Voor een proceskostenveroordeling bestaat geen aanleiding.

7.Beslissing

Het Hof:
-verklaart het hoger beroep ongegrond;
-bevestigt de uitspraak van het Gerecht.
Aldus gedaan door mr. W.H. Bel, voorzitter, mr. M.J. Leijdekker en mr. drs. P.J.J. Vonk, leden, in tegenwoordigheid van mr. A. Vellema-Meijers als griffier.
De beslissing is op 28 juni 2023 in het openbaar uitgesproken.
De griffier, De voorzitter,
Afschriften zijn per post/per e-mail op aan partijen verzonden.
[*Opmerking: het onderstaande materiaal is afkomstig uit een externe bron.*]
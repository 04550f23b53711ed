//! JSON file populator for the delivery-seed dataset.
//!
//! This crate writes each generated collection to its own pretty-printed
//! JSON array file and reads those files back.
//!
//! # Example
//!
//! ```ignore
//! use populate_json::JsonFilePopulator;
//! use seed_generator::{Catalog, DataGenerator, DatasetConfig};
//!
//! let dataset = DataGenerator::new(Catalog::current(), Some(42))
//!     .build(&DatasetConfig::default());
//!
//! let populator = JsonFilePopulator::new("files");
//! let metrics = populator.write_dataset(&dataset)?;
//! println!("Wrote {} records", metrics.records_written);
//! ```

pub mod args;
pub mod error;
pub mod populator;

pub use args::{DatasetCountArgs, GenerateArgs};
pub use error::PopulateError;
pub use populator::{JsonFilePopulator, PopulateMetrics, DEFAULT_OUTPUT_DIR};
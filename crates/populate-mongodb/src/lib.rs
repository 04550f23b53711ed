//! MongoDB loader for the delivery-seed dataset.
//!
//! Reads the entity files written by `populate-json` and bulk-inserts them
//! into the collection of the same name. The store sits behind the
//! [`DocumentStore`] trait so the pipeline runs unchanged against MongoDB
//! ([`MongoStore`]) or in memory ([`MemoryStore`], used by `--dry-run`).
//!
//! ```text
//!  Disconnected ──connect──▶ ConnectionAttempted ──ping ok──▶ Ready
//!                                     │
//!                                     └──error──▶ ConnectFailed
//!
//!  Ready: for each (file, collection)
//!         Pending ──▶ Inserted(n) | InsertFailed(err)
//! ```

pub mod args;
pub mod error;
pub mod geolocate;
pub mod indexes;
pub mod loader;
pub mod logging;
pub mod memory;
pub mod store;

pub use args::{LoadArgs, MongoDBArgs, DEFAULT_DATABASE};
pub use error::{ErrorCategory, LoadError};
pub use geolocate::geolocate_restaurants;
pub use indexes::{create_indexes, default_indexes, IndexSpec};
pub use loader::{decode_payload, CollectionOutcome, FailureMode, LoadReport, Loader, Payload};
pub use logging::mask_connection_password;
pub use memory::MemoryStore;
pub use store::{DocumentStore, MongoStore, CONNECT_TIMEOUT};
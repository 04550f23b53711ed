//! Generate command handler.

use anyhow::Context;
use populate_json::{GenerateArgs, JsonFilePopulator, PopulateMetrics};
use seed_generator::{Catalog, DataGenerator, DatasetConfig};

/// Build the dataset in memory and write one JSON file per collection.
pub fn run_generate(args: &GenerateArgs) -> anyhow::Result<PopulateMetrics> {
    let config = DatasetConfig::from(&args.counts);

    match args.seed {
        Some(seed) => tracing::info!("Generating dataset (seed={})", seed),
        None => tracing::info!("Generating dataset (unseeded)"),
    }

    let dataset = DataGenerator::new(Catalog::current(), args.seed).build(&config);

    JsonFilePopulator::new(&args.output_dir)
        .write_dataset(&dataset)
        .with_context(|| format!("Failed to save files into {:?}", args.output_dir))
}
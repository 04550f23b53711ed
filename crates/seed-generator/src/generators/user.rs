//! User generator.

use super::{fake_data, numeric};
use rand::seq::SliceRandom;
use rand::Rng;
use seed_core::{DietaryPreference, User};

/// Generate one user with the given id.
///
/// Preferences are 1 to 3 distinct entries of the fixed vocabulary.
pub fn user<R: Rng>(rng: &mut R, id: u64) -> User {
    let name = fake_data::person_name(rng);
    let address = fake_data::address(rng);
    let phone = fake_data::phone_number(rng);
    let email = fake_data::email(rng);
    let card_number = fake_data::card_number(rng);

    let amount = numeric::sample_size(rng, 1, 3, DietaryPreference::ALL.len());
    let preferences = DietaryPreference::ALL
        .choose_multiple(rng, amount)
        .copied()
        .collect();

    User {
        id,
        name,
        address,
        phone,
        email,
        card_number,
        preferences,
    }
}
Het aanwenden van een rechtsmiddel:
Tegen deze uitspraak kunnen beide partijen binnen twee maanden na dagtekening van het afschrift van de uitspraak van het Gemeenschappelijk Hof beroep in cassatie instellen bij de Hoge Raad der Nederlanden (belastingkamer), Postbus 20303, 2500 EH Den Haag.
Partijen hebben ook de mogelijkheid hun beroepschrift in te dienen bij de griffie van het Gerecht in Eerste aanleg dat de zaak in eerste aanleg heeft behandeld. De datum van binnenkomst bij de griffie van het lokale Gerecht in Eerste aanleg is in dat geval bepalend voor de vraag of het beroep tijdig is ingesteld bij de Hoge Raad der Nederlanden.
U wordt verzocht bij het indienen van het beroepschrift het volgende in acht te nemen:
1. leg bij het beroepschrift een afschrift over van deze uitspraak;
2 onderteken het beroepschrift en vermeld het volgende:
a. de naam en het adres van de indiener;
b. de dagtekening;
c. waartegen u in beroep komt;
d. waarom u het daar niet mee eens bent (de gronden van het beroep).
In het cassatieberoepschrift kan de Hoge Raad verzocht worden om de wederpartij te veroordelen in de proceskosten.
Voor het instellen van beroep in cassatie is griffierecht verschuldigd. Na het instellen van beroep in cassatie ontvangt de indiener een nota griffierecht van de griffier van de Hoge Raad.